Data for this task:
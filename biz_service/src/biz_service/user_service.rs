use crate::entitys::user_entity::UserEntity;
use async_trait::async_trait;
use common::errors::AppError;
use common::repository_util::{BaseRepository, Repository};
use common::util::date_util::now;
use mongodb::bson::doc;
use mongodb::options::IndexOptions;
use mongodb::{Database, IndexModel};
use std::collections::HashSet;

/// 用户目录契约（§数据存取），测试时可用内存实现替换
#[async_trait]
pub trait UserStoreTrait: Send + Sync {
    /// 命中任一群组的用户并集（按 id 去重）
    async fn find_by_groups(&self, group_ids: &[String]) -> Result<Vec<UserEntity>, AppError>;
    async fn find_by_email(&self, email: &str) -> Result<Option<UserEntity>, AppError>;
    async fn find_by_id(&self, user_id: &str) -> Result<Option<UserEntity>, AppError>;
    /// 新建用户记录，返回业务 id
    async fn create_user(&self, user: &UserEntity) -> Result<String, AppError>;
    async fn set_password(&self, user_id: &str, password_hash: &str) -> Result<(), AppError>;
}

pub struct UserService {
    pub dao: BaseRepository<UserEntity>,
    /// 单次 in 过滤的取值上限，超限分片查询
    max_filter_values: usize,
}

impl UserService {
    pub fn new(db: &Database, max_filter_values: usize) -> Self {
        Self {
            dao: BaseRepository::new(db.collection("user_info")),
            max_filter_values,
        }
    }

    /// 启动时建立唯一索引：业务 id、邮箱（小写存储）
    pub async fn ensure_indexes(&self) -> Result<(), AppError> {
        let unique = IndexOptions::builder().unique(true).build();
        let id_idx = IndexModel::builder().keys(doc! {"id": 1}).options(unique.clone()).build();
        let email_idx = IndexModel::builder().keys(doc! {"email": 1}).options(unique).build();
        self.dao.collection.create_index(id_idx).await?;
        self.dao.collection.create_index(email_idx).await?;
        Ok(())
    }

    /// 公告已读计数 +1
    pub async fn inc_announcements_viewed(&self, user_id: &str) -> Result<(), AppError> {
        self.dao
            .update_one(doc! {"id": user_id}, doc! {"$inc": {"total_announcements_viewed": 1}})
            .await?;
        Ok(())
    }
}

/// 按用户 id 去重，保留首次出现的顺序
pub fn dedup_users(users: Vec<UserEntity>) -> Vec<UserEntity> {
    let mut seen = HashSet::new();
    users.into_iter().filter(|u| seen.insert(u.id.clone())).collect()
}

#[async_trait]
impl UserStoreTrait for UserService {
    async fn find_by_groups(&self, group_ids: &[String]) -> Result<Vec<UserEntity>, AppError> {
        if group_ids.is_empty() {
            return Err(AppError::Validation("group_ids is empty".to_string()));
        }
        let mut merged: Vec<UserEntity> = Vec::new();
        // 文档库限制 in 过滤的取值个数，超限分片查询后合并
        for chunk in group_ids.chunks(self.max_filter_values.max(1)) {
            let filter = doc! {"assigned_groups": {"$in": chunk.to_vec()}};
            let users = self.dao.find_many(filter).await?;
            merged.extend(users);
        }
        Ok(dedup_users(merged))
    }

    async fn find_by_email(&self, email: &str) -> Result<Option<UserEntity>, AppError> {
        let result = self.dao.find_one(doc! {"email": email.trim().to_lowercase()}).await?;
        Ok(result)
    }

    async fn find_by_id(&self, user_id: &str) -> Result<Option<UserEntity>, AppError> {
        let result = self.dao.find_by_id(user_id).await?;
        Ok(result)
    }

    async fn create_user(&self, user: &UserEntity) -> Result<String, AppError> {
        let email = user.email.trim().to_lowercase();
        if self.find_by_email(&email).await?.is_some() {
            return Err(AppError::BizError(format!("user.email.exists: {}", email)));
        }
        let mut record = user.clone();
        record.email = email;
        self.dao.insert(&record).await?;
        Ok(record.id)
    }

    async fn set_password(&self, user_id: &str, password_hash: &str) -> Result<(), AppError> {
        let modified = self
            .dao
            .update_one(
                doc! {"id": user_id},
                doc! {"$set": {"password": password_hash, "force_password_change": true, "update_time": now()}},
            )
            .await?;
        if modified == 0 {
            return Err(AppError::NotFound);
        }
        Ok(())
    }
}
use crate::state::AppState;
use actix_web::{Responder, post, web};
use common::errors::AppError;
use serde::{Deserialize, Serialize};
use utoipa::ToSchema;

pub fn configure(cfg: &mut web::ServiceConfig) {
    cfg.service(announcement_view);
}

#[derive(Debug, Deserialize, ToSchema)]
#[serde(rename_all = "camelCase")]
pub struct ViewAnnouncementDto {
    pub announcement_id: String,
    pub user_id: String,
}

#[derive(Debug, Serialize, ToSchema)]
pub struct ViewAnnouncementResp {
    /// 是否计入新浏览（重复浏览为 false）
    pub counted: bool,
}

#[utoipa::path(
    post,
    path = "/announcement/view",
    summary = "记录公告浏览",
    tag = "公告管理",
    request_body = ViewAnnouncementDto,
    responses(
        (status = 200, description = "浏览记录结果", body = ViewAnnouncementResp)
    )
)]
#[post("/announcement/view")]
pub async fn announcement_view(
    dto: web::Json<ViewAnnouncementDto>,
    state: web::Data<AppState>,
) -> Result<impl Responder, AppError> {
    let counted = state.announcement_service.mark_viewed(&dto.announcement_id, &dto.user_id).await?;
    if counted {
        state.user_service.inc_announcements_viewed(&dto.user_id).await?;
    }
    Ok(web::Json(ViewAnnouncementResp { counted }))
}
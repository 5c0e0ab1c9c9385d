use crate::handlers::announcement::notify_send::FilePayload;
use crate::state::AppState;
use actix_web::{Responder, post, web};
use biz_service::entitys::announcement_entity::{AnnouncementEntity, AnnouncementFile};
use common::errors::AppError;
use common::util::common_utils::build_uuid;
use common::util::date_util::now;
use serde::{Deserialize, Serialize};
use utoipa::ToSchema;

pub fn configure(cfg: &mut web::ServiceConfig) {
    cfg.service(announcement_create);
}

#[derive(Debug, Deserialize, ToSchema)]
#[serde(rename_all = "camelCase")]
pub struct CreateAnnouncementDto {
    pub title: String,
    pub content: String,
    /// 目标群组，至少一个
    pub group_ids: Vec<String>,
    pub created_by: String,
    #[serde(default)]
    pub files: Vec<FilePayload>,
}

#[derive(Debug, Serialize, ToSchema)]
pub struct CreateAnnouncementResp {
    pub id: String,
}

#[utoipa::path(
    post,
    path = "/announcement/create",
    summary = "创建公告",
    tag = "公告管理",
    request_body = CreateAnnouncementDto,
    responses(
        (status = 200, description = "新公告 id", body = CreateAnnouncementResp),
        (status = 400, description = "目标群组为空")
    )
)]
#[post("/announcement/create")]
pub async fn announcement_create(
    dto: web::Json<CreateAnnouncementDto>,
    state: web::Data<AppState>,
) -> Result<impl Responder, AppError> {
    let dto = dto.into_inner();
    let ts = now();
    let announcement = AnnouncementEntity {
        id: build_uuid(),
        title: dto.title,
        content: dto.content,
        group_ids: dto.group_ids,
        created_by: dto.created_by,
        files: dto
            .files
            .into_iter()
            .map(|f| AnnouncementFile {
                id: build_uuid(),
                name: f.name,
                url: f.url,
                is_downloadable: f.is_downloadable,
                ..Default::default()
            })
            .collect(),
        view_count: 0,
        viewed_by: Vec::new(),
        create_time: ts,
        update_time: ts,
    };
    let id = state.announcement_service.create(&announcement).await?;
    Ok(web::Json(CreateAnnouncementResp { id }))
}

Try it:
Your task is to repeat every entry above exactly.

Output for this task:
filename biz_service/src/biz_service/user_service.rs
use crate::entitys::user_entity::UserEntity;
use async_trait::async_trait;
use common::errors::AppError;
use common::repository_util::{BaseRepository, Repository};
use common::util::date_util::now;
use mongodb::bson::doc;
use mongodb::options::IndexOptions;
use mongodb::{Database, IndexModel};
use std::collections::HashSet;

/// 用户目录契约（§数据存取），测试时可用内存实现替换
#[async_trait]
pub trait UserStoreTrait: Send + Sync {
    /// 命中任一群组的用户并集（按 id 去重）
    async fn find_by_groups(&self, group_ids: &[String]) -> Result<Vec<UserEntity>, AppError>;
    async fn find_by_email(&self, email: &str) -> Result<Option<UserEntity>, AppError>;
    async fn find_by_id(&self, user_id: &str) -> Result<Option<UserEntity>, AppError>;
    /// 新建用户记录，返回业务 id
    async fn create_user(&self, user: &UserEntity) -> Result<String, AppError>;
    async fn set_password(&self, user_id: &str, password_hash: &str) -> Result<(), AppError>;
}

pub struct UserService {
    pub dao: BaseRepository<UserEntity>,
    /// 单次 in 过滤的取值上限，超限分片查询
    max_filter_values: usize,
}

impl UserService {
    pub fn new(db: &Database, max_filter_values: usize) -> Self {
        Self {
            dao: BaseRepository::new(db.collection("user_info")),
            max_filter_values,
        }
    }

    /// 启动时建立唯一索引：业务 id、邮箱（小写存储）
    pub async fn ensure_indexes(&self) -> Result<(), AppError> {
        let unique = IndexOptions::builder().unique(true).build();
        let id_idx = IndexModel::builder().keys(doc! {"id": 1}).options(unique.clone()).build();
        let email_idx = IndexModel::builder().keys(doc! {"email": 1}).options(unique).build();
        self.dao.collection.create_index(id_idx).await?;
        self.dao.collection.create_index(email_idx).await?;
        Ok(())
    }

    /// 公告已读计数 +1
    pub async fn inc_announcements_viewed(&self, user_id: &str) -> Result<(), AppError> {
        self.dao
            .update_one(doc! {"id": user_id}, doc! {"$inc": {"total_announcements_viewed": 1}})
            .await?;
        Ok(())
    }
}

/// 按用户 id 去重，保留首次出现的顺序
pub fn dedup_users(users: Vec<UserEntity>) -> Vec<UserEntity> {
    let mut seen = HashSet::new();
    users.into_iter().filter(|u| seen.insert(u.id.clone())).collect()
}

#[async_trait]
impl UserStoreTrait for UserService {
    async fn find_by_groups(&self, group_ids: &[String]) -> Result<Vec<UserEntity>, AppError> {
        if group_ids.is_empty() {
            return Err(AppError::Validation("group_ids is empty".to_string()));
        }
        let mut merged: Vec<UserEntity> = Vec::new();
        // 文档库限制 in 过滤的取值个数，超限分片查询后合并
        for chunk in group_ids.chunks(self.max_filter_values.max(1)) {
            let filter = doc! {"assigned_groups": {"$in": chunk.to_vec()}};
            let users = self.dao.find_many(filter).await?;
            merged.extend(users);
        }
        Ok(dedup_users(merged))
    }

    async fn find_by_email(&self, email: &str) -> Result<Option<UserEntity>, AppError> {
        let result = self.dao.find_one(doc! {"email": email.trim().to_lowercase()}).await?;
        Ok(result)
    }

    async fn find_by_id(&self, user_id: &str) -> Result<Option<UserEntity>, AppError> {
        let result = self.dao.find_by_id(user_id).await?;
        Ok(result)
    }

    async fn create_user(&self, user: &UserEntity) -> Result<String, AppError> {
        let email = user.email.trim().to_lowercase();
        if self.find_by_email(&email).await?.is_some() {
            return Err(AppError::BizError(format!("user.email.exists: {}", email)));
        }
        let mut record = user.clone();
        record.email = email;
        self.dao.insert(&record).await?;
        Ok(record.id)
    }

    async fn set_password(&self, user_id: &str, password_hash: &str) -> Result<(), AppError> {
        let modified = self
            .dao
            .update_one(
                doc! {"id": user_id},
                doc! {"$set": {"password": password_hash, "force_password_change": true, "update_time": now()}},
            )
            .await?;
        if modified == 0 {
            return Err(AppError::NotFound);
        }
        Ok(())
    }
}
use crate::state::AppState;
use actix_web::{Responder, post, web};
use common::errors::AppError;
use serde::{Deserialize, Serialize};
use utoipa::ToSchema;

pub fn configure(cfg: &mut web::ServiceConfig) {
    cfg.service(announcement_view);
}

#[derive(Debug, Deserialize, ToSchema)]
#[serde(rename_all = "camelCase")]
pub struct ViewAnnouncementDto {
    pub announcement_id: String,
    pub user_id: String,
}

#[derive(Debug, Serialize, ToSchema)]
pub struct ViewAnnouncementResp {
    /// 是否计入新浏览（重复浏览为 false）
    pub counted: bool,
}

#[utoipa::path(
    post,
    path = "/announcement/view",
    summary = "记录公告浏览",
    tag = "公告管理",
    request_body = ViewAnnouncementDto,
    responses(
        (status = 200, description = "浏览记录结果", body = ViewAnnouncementResp)
    )
)]
#[post("/announcement/view")]
pub async fn announcement_view(
    dto: web::Json<ViewAnnouncementDto>,
    state: web::Data<AppState>,
) -> Result<impl Responder, AppError> {
    let counted = state.announcement_service.mark_viewed(&dto.announcement_id, &dto.user_id).await?;
    if counted {
        state.user_service.inc_announcements_viewed(&dto.user_id).await?;
    }
    Ok(web::Json(ViewAnnouncementResp { counted }))
}
repository 5c0e0ab1c9c9385d
use crate::handlers::announcement::notify_send::FilePayload;
use crate::state::AppState;
use actix_web::{Responder, post, web};
use biz_service::entitys::announcement_entity::{AnnouncementEntity, AnnouncementFile};
use common::errors::AppError;
use common::util::common_utils::build_uuid;
use common::util::date_util::now;
use serde::{Deserialize, Serialize};
use utoipa::ToSchema;

pub fn configure(cfg: &mut web::ServiceConfig) {
    cfg.service(announcement_create);
}

#[derive(Debug, Deserialize, ToSchema)]
#[serde(rename_all = "camelCase")]
pub struct CreateAnnouncementDto {
    pub title: String,
    pub content: String,
    /// 目标群组，至少一个
    pub group_ids: Vec<String>,
    pub created_by: String,
    #[serde(default)]
    pub files: Vec<FilePayload>,
}

#[derive(Debug, Serialize, ToSchema)]
pub struct CreateAnnouncementResp {
    pub id: String,
}

#[utoipa::path(
    post,
    path = "/announcement/create",
    summary = "创建公告",
    tag = "公告管理",
    request_body = CreateAnnouncementDto,
    responses(
        (status = 200, description = "新公告 id", body = CreateAnnouncementResp),
        (status = 400, description = "目标群组为空")
    )
)]
#[post("/announcement/create")]
pub async fn announcement_create(
    dto: web::Json<CreateAnnouncementDto>,
    state: web::Data<AppState>,
) -> Result<impl Responder, AppError> {
    let dto = dto.into_inner();
    let ts = now();
    let announcement = AnnouncementEntity {
        id: build_uuid(),
        title: dto.title,
        content: dto.content,
        group_ids: dto.group_ids,
        created_by: dto.created_by,
        files: dto
            .files
            .into_iter()
            .map(|f| AnnouncementFile {
                id: build_uuid(),
                name: f.name,
                url: f.url,
                is_downloadable: f.is_downloadable,
                ..Default::default()
            })
            .collect(),
        view_count: 0,
        viewed_by: Vec::new(),
        create_time: ts,
        update_time: ts,
    };
    let id = state.announcement_service.create(&announcement).await?;
    Ok(web::Json(CreateAnnouncementResp { id }))
}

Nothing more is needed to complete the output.